The answer to the second question largely follows this pattern. My concerns with the position canvassed in the article is that, while it is a good call to employers, it does not in the end set the pace for justice or a progressive move for the law in a country like Nigeria where our labour laws and enforcement policies are weak.

My understanding of employment law clearly points to the fact that employment contracts are governed also by the general principles of contract, and one of such principles is that a contract[2] is an agreement between two or more parties. To this effect, the principle of consensus ad idem is an important factor[3]. This means that for a contract to be valid, parties must be in agreement as to the same thing, such that at all material times, the terms of the contract between both parties are certain.

If the principles stated above are true, how then can an employer have a unilateral right to vary the terms of a contract? It would appear to me that this would only be possible, if what was in place was a decree from the employer to the employee.

The fact that the article under review made reference to the need to carry the unions along and notify some class of employees of the variation, makes the argument of unilateral power to vary the terms of employment otiose. The moment a notification is given, the unilateral power to vary the terms of the contract, loses its essence. The moment a notification is given, there are further options to it[4]; 

  1. The employee may review the new terms and agree, or
  2. The employee may review the new terms and disagree. In the event that parties are unable to reach an agreement, either of them may initiate the process to terminate the said contract.

This whole process clearly shows that the employer does not have the right to unilaterally vary terms of employment as stated in the article, except it is clearly stated in the contract of employment. Hence the position that by international best practices, the employer can only notify the employee of the new changes and the reasons after the variation of the terms of contract has been done, offends the very principle of contract itself[5]. At all times, a contract is an agreement between two or more parties, and international best practices recognises this[6].

The position of the law with respect to the unilateral right of the employer to vary terms of employment was considered in the case of Adebusola Adedayo Omole v. Mainstreet Bank Microfinance Bank Ltd. The judge frowned at the actions of the employer and noted that most employers in Nigeria were beginning to assume the position of tin gods. This position is apt, as it perfectly places the danger we face as a country if we allow employers to believe that they have unfettered power to vary the terms of employees’ contracts without any restriction. 

The law is clear that only the contents of a contract will be given life by the courts, and that courts cannot rewrite contracts for the parties. Once parties enter into a contract, neither of the parties can claim superiority to or inequality of the other party to the agreement.
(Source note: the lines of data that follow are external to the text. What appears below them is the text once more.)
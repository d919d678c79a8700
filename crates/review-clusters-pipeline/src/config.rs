//! Configuration for pipeline runs and the engine process.

use serde::{Deserialize, Serialize};
use std::path::Path;

use review_clusters_core::clustering::{ClusterMethod, EmbeddingMethod, EmbeddingModel};
use review_clusters_core::error::{EngineError, EngineResult};

/// Parameters of a single "create experiment" request.
#[derive(Debug, Clone, Deserialize, Serialize)]
pub struct RunConfig {
    /// Category to cluster. A product or shop name also works; review lookup
    /// falls back to product matching when the category yields nothing.
    pub category: String,
    /// Embedding representation name (e.g. `sent2vec_vec`).
    pub embedding_method: String,
    /// Clustering algorithm name (e.g. `kmeans`).
    pub cluster_method: String,
    /// Embedding model name (e.g. `stub-hash`).
    pub embedding_model: String,
    pub topics_per_cluster: usize,
    pub clusters_pos_count: usize,
    pub clusters_con_count: usize,
}

/// Method names resolved into their closed registries.
#[derive(Debug, Clone, Copy)]
pub struct ResolvedMethods {
    pub embedding_method: EmbeddingMethod,
    pub cluster_method: ClusterMethod,
    pub embedding_model: EmbeddingModel,
}

impl RunConfig {
    /// Validate the request and resolve its method names.
    ///
    /// Runs before any review retrieval so an unrecognized name never costs
    /// store I/O.
    ///
    /// # Errors
    ///
    /// `InvalidConfig` for an empty category, a zero count, or an
    /// unrecognized method/model name.
    pub fn validate(&self) -> EngineResult<ResolvedMethods> {
        if self.category.trim().is_empty() {
            return Err(EngineError::invalid_config("category must not be empty"));
        }
        if self.topics_per_cluster == 0 {
            return Err(EngineError::invalid_config(
                "topics_per_cluster must be greater than 0",
            ));
        }
        if self.clusters_pos_count == 0 || self.clusters_con_count == 0 {
            return Err(EngineError::invalid_config(
                "cluster counts must be greater than 0",
            ));
        }

        Ok(ResolvedMethods {
            embedding_method: EmbeddingMethod::parse(&self.embedding_method)?,
            cluster_method: ClusterMethod::parse(&self.cluster_method)?,
            embedding_model: EmbeddingModel::parse(&self.embedding_model)?,
        })
    }
}

/// Process-wide engine settings.
#[derive(Debug, Clone, Deserialize, Serialize)]
pub struct EngineSettings {
    #[serde(default)]
    pub logging: LoggingSettings,
    #[serde(default)]
    pub pipeline: PipelineSettings,
}

#[derive(Debug, Clone, Deserialize, Serialize)]
pub struct LoggingSettings {
    /// Tracing filter directive (e.g. `info`, `review_clusters_pipeline=debug`).
    pub level: String,
}

impl Default for LoggingSettings {
    fn default() -> Self {
        Self {
            level: "info".to_string(),
        }
    }
}

#[derive(Debug, Clone, Deserialize, Serialize)]
pub struct PipelineSettings {
    /// RNG seed for clustering reproducibility.
    pub seed: u64,
    /// Default topics per cluster when a request omits it.
    pub default_topics_per_cluster: usize,
    /// Default cluster count per polarity when a request omits it.
    pub default_cluster_count: usize,
}

impl Default for PipelineSettings {
    fn default() -> Self {
        Self {
            seed: 42,
            default_topics_per_cluster: 3,
            default_cluster_count: 8,
        }
    }
}

impl EngineSettings {
    /// Load settings from files and environment.
    ///
    /// Configuration is loaded in order:
    /// 1. config/default.toml (base settings)
    /// 2. config/{REVIEW_CLUSTERS_ENV}.toml (environment-specific)
    /// 3. Environment variables with REVIEW_CLUSTERS_ prefix
    pub fn load() -> EngineResult<Self> {
        let env =
            std::env::var("REVIEW_CLUSTERS_ENV").unwrap_or_else(|_| "development".to_string());

        let builder = config::Config::builder()
            .add_source(config::File::with_name("config/default").required(false))
            .add_source(config::File::with_name(&format!("config/{env}")).required(false))
            .add_source(config::Environment::with_prefix("REVIEW_CLUSTERS").separator("__"));

        let settings: EngineSettings = builder
            .build()
            .map_err(|e| EngineError::invalid_config(e.to_string()))?
            .try_deserialize()
            .map_err(|e| EngineError::invalid_config(e.to_string()))?;
        settings.validate()?;
        Ok(settings)
    }

    /// Load settings from a TOML file.
    pub fn from_file(path: &Path) -> EngineResult<Self> {
        let content = std::fs::read_to_string(path).map_err(|e| {
            EngineError::invalid_config(format!(
                "failed to read config file {}: {e}",
                path.display()
            ))
        })?;

        let settings: EngineSettings = toml::from_str(&content)
            .map_err(|e| EngineError::invalid_config(format!("failed to parse config file: {e}")))?;
        settings.validate()?;
        Ok(settings)
    }

    /// Validate settings values.
    pub fn validate(&self) -> EngineResult<()> {
        if self.pipeline.default_topics_per_cluster == 0 {
            return Err(EngineError::invalid_config(
                "pipeline.default_topics_per_cluster must be greater than 0",
            ));
        }
        if self.pipeline.default_cluster_count == 0 {
            return Err(EngineError::invalid_config(
                "pipeline.default_cluster_count must be greater than 0",
            ));
        }
        Ok(())
    }
}

impl Default for EngineSettings {
    fn default() -> Self {
        Self {
            logging: LoggingSettings::default(),
            pipeline: PipelineSettings::default(),
        }
    }
}

#[cfg(test)]
mod tests {
    use super::*;
    use std::io::Write;

    fn run_config() -> RunConfig {
        RunConfig {
            category: "phones".into(),
            embedding_method: "sent2vec_vec".into(),
            cluster_method: "kmeans".into(),
            embedding_model: "stub-hash".into(),
            topics_per_cluster: 3,
            clusters_pos_count: 8,
            clusters_con_count: 8,
        }
    }

    #[test]
    fn test_run_config_resolves_methods() {
        let resolved = run_config().validate().unwrap();
        assert_eq!(resolved.embedding_method, EmbeddingMethod::SentenceVectors);
        assert_eq!(resolved.cluster_method, ClusterMethod::KMeans);
        assert_eq!(resolved.embedding_model, EmbeddingModel::StubHash);

        println!("[PASS] test_run_config_resolves_methods");
    }

    #[test]
    fn test_run_config_rejects_bad_input() {
        let mut config = run_config();
        config.category = "  ".into();
        assert_eq!(config.validate().unwrap_err().kind(), "invalid_config");

        let mut config = run_config();
        config.embedding_method = "word2vec".into();
        assert_eq!(config.validate().unwrap_err().kind(), "invalid_config");

        let mut config = run_config();
        config.topics_per_cluster = 0;
        assert_eq!(config.validate().unwrap_err().kind(), "invalid_config");
    }

    #[test]
    fn test_settings_defaults_validate() {
        let settings = EngineSettings::default();
        settings.validate().unwrap();
        assert_eq!(settings.logging.level, "info");
        assert_eq!(settings.pipeline.seed, 42);
    }

    #[test]
    fn test_settings_from_toml_file() {
        let mut file = tempfile::NamedTempFile::new().unwrap();
        writeln!(
            file,
            "[logging]\nlevel = \"debug\"\n\n[pipeline]\nseed = 7\ndefault_topics_per_cluster = 2\ndefault_cluster_count = 4\n"
        )
        .unwrap();

        let settings = EngineSettings::from_file(file.path()).unwrap();
        assert_eq!(settings.logging.level, "debug");
        assert_eq!(settings.pipeline.seed, 7);
        assert_eq!(settings.pipeline.default_cluster_count, 4);

        println!("[PASS] test_settings_from_toml_file");
    }

    #[test]
    fn test_settings_reject_zero_defaults() {
        let mut settings = EngineSettings::default();
        settings.pipeline.default_cluster_count = 0;
        assert_eq!(settings.validate().unwrap_err().kind(), "invalid_config");
    }
}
This is not to forget that we have the rules of equity to lead us through these kinds of issues.

Conclusively, in an attempt to state our position, the correct position of law should not be relegated to the back seat. I look forward to seeing how these issues will unfold in the coming days.

Damilola Mumuni is a legal practitioner based in Lagos, Nigeria, focused on solving legal issues with ease. 08082019892; mumunidamilola@gmail.com


Footnotes

  1.  Ude V. Nwara (1993) 2 NWLR (PT. 278) 638
  2. Olaniyan & Ors V. Unilag & Anor (1985) LPELR-2565 (SC)
  3. Bilante International Ltd. V. Nigeria Deposit Insurance Corporation (2011) LPELR-SC 117/1996
  4. Abrahall V. Nottingham City Council [2018] ICR 1425, Khatri V. Cooperative Centrale Raiffeisen-Boerenleenbank BA [2010]
  5. EWCA Civ, [2010] IRLR 715, Rigby V. Ferodo Ltd [1988] ICR 295 In the case of Hart V. St. Mary’s School (Colchester) Limited, the Employment Appeal Tribunal found that the school was not entitled to unilaterally vary Mrs. Hart’s employment contract.
  6. Protection of wages convention, 1949, No. 95, Article 8; Section 5(1) Labour Act, CAP. L1, Laws of The Federation of Nigeria, 2004.